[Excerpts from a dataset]

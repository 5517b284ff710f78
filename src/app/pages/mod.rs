pub mod home;
pub mod mail;
pub mod routes;

pub use home::Home;
pub use mail::Mail;
//! Structured logging for the navigation sidebar
//!
//! Every lifecycle transition, navigation and feedback pulse goes through
//! one of these helpers so the fields stay consistent across the crate.

/// Operations that emit log events
#[derive(Debug, Clone, Copy)]
pub enum LogOperation {
    OverlayLifecycle,
    Navigation,
    Haptics,
    Configuration,
}

impl LogOperation {
    pub fn as_str(&self) -> &'static str {
        match self {
            LogOperation::OverlayLifecycle => "overlay_lifecycle",
            LogOperation::Navigation => "navigation",
            LogOperation::Haptics => "haptics",
            LogOperation::Configuration => "configuration",
        }
    }
}

/// Log scroll lock acquisition
pub fn log_scroll_locked(anchor: f64, scrollbar_width: f64) {
    tracing::debug!(
        operation = LogOperation::OverlayLifecycle.as_str(),
        scroll_anchor = anchor,
        scrollbar_width = scrollbar_width,
        "Background scroll locked"
    );
}

/// Log scroll lock release
pub fn log_scroll_released(anchor: f64) {
    tracing::debug!(
        operation = LogOperation::OverlayLifecycle.as_str(),
        scroll_anchor = anchor,
        "Background scroll released"
    );
}

/// Log an open request that found the overlay already open
pub fn log_redundant_open(anchor: f64) {
    tracing::trace!(
        operation = LogOperation::OverlayLifecycle.as_str(),
        scroll_anchor = anchor,
        "Overlay already open, keeping existing anchor"
    );
}

/// Log a dismissal request emitted by the overlay
pub fn log_dismiss_requested() {
    tracing::debug!(
        operation = LogOperation::OverlayLifecycle.as_str(),
        "Overlay dismissal requested"
    );
}

/// Log entry activation and the route it took
pub fn log_navigation(entry_id: &str, target: &str, external: bool) {
    tracing::info!(
        operation = LogOperation::Navigation.as_str(),
        entry_id = entry_id,
        target = target,
        external = external,
        "Navigation entry activated"
    );
}

/// Log a browser call that failed and was ignored
pub fn log_platform_fallback(operation: LogOperation, call: &str, error: &str) {
    tracing::warn!(
        operation = operation.as_str(),
        call = call,
        error = error,
        "Browser call failed, continuing without it"
    );
}

/// Log a haptic pulse
pub fn log_haptic_pulse(duration_ms: u32, delivered: bool) {
    tracing::trace!(
        operation = LogOperation::Haptics.as_str(),
        duration_ms = duration_ms,
        delivered = delivered,
        "Haptic pulse"
    );
}

/// Log configuration load result
pub fn log_config_loaded(title: &str, entry_count: usize) {
    tracing::info!(
        operation = LogOperation::Configuration.as_str(),
        title = title,
        entry_count = entry_count,
        "Navigation menu configured"
    );
}

/// Log configuration rejection
pub fn log_config_rejected(error: &str) {
    tracing::error!(
        operation = LogOperation::Configuration.as_str(),
        error = error,
        "Navigation menu configuration rejected, using built-in menu"
    );
}
// Custom Dioxus hooks
pub mod use_haptics;
pub mod use_menu_config;
pub mod use_scroll_lock;

pub use use_haptics::use_haptics;
pub use use_menu_config::use_menu_config;
pub use use_scroll_lock::{use_scroll_lock, use_scroll_lock_with};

Exercise requirements: Please transcribe all of the data above exactly.

Exercise solution:
repository 5517b284ff710f78
filename src/app/pages/mod.rs
pub mod home;
pub mod mail;
pub mod routes;

pub use home::Home;
pub use mail::Mail;
//! Structured logging for the navigation sidebar
//!
//! Every lifecycle transition, navigation and feedback pulse goes through
//! one of these helpers so the fields stay consistent across the crate.

/// Operations that emit log events
#[derive(Debug, Clone, Copy)]
pub enum LogOperation {
    OverlayLifecycle,
    Navigation,
    Haptics,
    Configuration,
}

impl LogOperation {
    pub fn as_str(&self) -> &'static str {
        match self {
            LogOperation::OverlayLifecycle => "overlay_lifecycle",
            LogOperation::Navigation => "navigation",
            LogOperation::Haptics => "haptics",
            LogOperation::Configuration => "configuration",
        }
    }
}

/// Log scroll lock acquisition
pub fn log_scroll_locked(anchor: f64, scrollbar_width: f64) {
    tracing::debug!(
        operation = LogOperation::OverlayLifecycle.as_str(),
        scroll_anchor = anchor,
        scrollbar_width = scrollbar_width,
        "Background scroll locked"
    );
}

/// Log scroll lock release
pub fn log_scroll_released(anchor: f64) {
    tracing::debug!(
        operation = LogOperation::OverlayLifecycle.as_str(),
        scroll_anchor = anchor,
        "Background scroll released"
    );
}

/// Log an open request that found the overlay already open
pub fn log_redundant_open(anchor: f64) {
    tracing::trace!(
        operation = LogOperation::OverlayLifecycle.as_str(),
        scroll_anchor = anchor,
        "Overlay already open, keeping existing anchor"
    );
}

/// Log a dismissal request emitted by the overlay
pub fn log_dismiss_requested() {
    tracing::debug!(
        operation = LogOperation::OverlayLifecycle.as_str(),
        "Overlay dismissal requested"
    );
}

/// Log entry activation and the route it took
pub fn log_navigation(entry_id: &str, target: &str, external: bool) {
    tracing::info!(
        operation = LogOperation::Navigation.as_str(),
        entry_id = entry_id,
        target = target,
        external = external,
        "Navigation entry activated"
    );
}

/// Log a browser call that failed and was ignored
pub fn log_platform_fallback(operation: LogOperation, call: &str, error: &str) {
    tracing::warn!(
        operation = operation.as_str(),
        call = call,
        error = error,
        "Browser call failed, continuing without it"
    );
}

/// Log a haptic pulse
pub fn log_haptic_pulse(duration_ms: u32, delivered: bool) {
    tracing::trace!(
        operation = LogOperation::Haptics.as_str(),
        duration_ms = duration_ms,
        delivered = delivered,
        "Haptic pulse"
    );
}

/// Log configuration load result
pub fn log_config_loaded(title: &str, entry_count: usize) {
    tracing::info!(
        operation = LogOperation::Configuration.as_str(),
        title = title,
        entry_count = entry_count,
        "Navigation menu configured"
    );
}

/// Log configuration rejection
pub fn log_config_rejected(error: &str) {
    tracing::error!(
        operation = LogOperation::Configuration.as_str(),
        error = error,
        "Navigation menu configuration rejected, using built-in menu"
    );
}
// Custom Dioxus hooks
pub mod use_haptics;
pub mod use_menu_config;
pub mod use_scroll_lock;

pub use use_haptics::use_haptics;
pub use use_menu_config::use_menu_config;
pub use use_scroll_lock::{use_scroll_lock, use_scroll_lock_with};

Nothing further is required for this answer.